= INSTRUCTIONS FOR THE TASK =
Exactly as they appear below, repeat the lines from the one with "Self(Box::new(kind))" through the one with "for Reelcast operations.", and no others.

= SUPPLIED ENTRIES =
//! Top-level error wrapper types.

use crate::{
    ConfigError, GenerationError, HttpError, JsonError, MediaError, PublishError, ServerError,
    StorageError,
};

/// Every error a Reelcast operation can surface.
///
/// # Examples
///
/// ```
/// use reelcast_error::{ReelcastError, HttpError};
///
/// let setup = HttpError::new("Late", "no TLS roots");
/// let err: ReelcastError = setup.into();
/// assert!(format!("{}", err).contains("Could not set up Late client"));
/// ```
#[derive(Debug, derive_more::From, derive_more::Display, derive_more::Error)]
pub enum ReelcastErrorKind {
    /// API client setup failed
    #[from(HttpError)]
    Http(HttpError),
    /// Output could not be rendered as JSON
    #[from(JsonError)]
    Json(JsonError),
    /// Configuration error
    #[from(ConfigError)]
    Config(ConfigError),
    /// Text generation error
    #[from(GenerationError)]
    Generation(GenerationError),
    /// Media generation or encoding error
    #[from(MediaError)]
    Media(MediaError),
    /// Draft storage error
    #[from(StorageError)]
    Storage(StorageError),
    /// Publishing error
    #[from(PublishError)]
    Publish(PublishError),
    /// Review service error
    #[from(ServerError)]
    Server(ServerError),
}

/// Reelcast error with kind discrimination.
///
/// # Examples
///
/// ```
/// use reelcast_error::{ReelcastErrorKind, ReelcastResult, ConfigError};
///
/// fn might_fail() -> ReelcastResult<()> {
///     Err(ConfigError::new("Missing persona"))?
/// }
///
/// let err = might_fail().unwrap_err();
/// assert!(matches!(err.kind(), ReelcastErrorKind::Config(_)));
/// ```
#[derive(Debug, derive_more::Display, derive_more::Error)]
#[display("Reelcast Error: {}", _0)]
pub struct ReelcastError(Box<ReelcastErrorKind>);

impl ReelcastError {
    /// Create a new error from a kind.
    pub fn new(kind: ReelcastErrorKind) -> Self {
        Self(Box::new(kind))
    }

    /// Get the error kind.
    pub fn kind(&self) -> &ReelcastErrorKind {
        &self.0
    }

    /// Consume the wrapper and return the kind.
    pub fn into_kind(self) -> ReelcastErrorKind {
        *self.0
    }
}

// Generic From implementation for any type that converts to ReelcastErrorKind
impl<T> From<T> for ReelcastError
where
    T: Into<ReelcastErrorKind>,
{
    fn from(err: T) -> Self {
        Self::new(err.into())
    }
}

/// Result type for Reelcast operations.
pub type ReelcastResult<T> = std::result::Result<T, ReelcastError>;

= THE ANSWER =
        Self(Box::new(kind))
    }

    /// Get the error kind.
    pub fn kind(&self) -> &ReelcastErrorKind {
        &self.0
    }

    /// Consume the wrapper and return the kind.
    pub fn into_kind(self) -> ReelcastErrorKind {
        *self.0
    }
}

// Generic From implementation for any type that converts to ReelcastErrorKind
impl<T> From<T> for ReelcastError
where
    T: Into<ReelcastErrorKind>,
{
    fn from(err: T) -> Self {
        Self::new(err.into())
    }
}

/// Result type for Reelcast operations.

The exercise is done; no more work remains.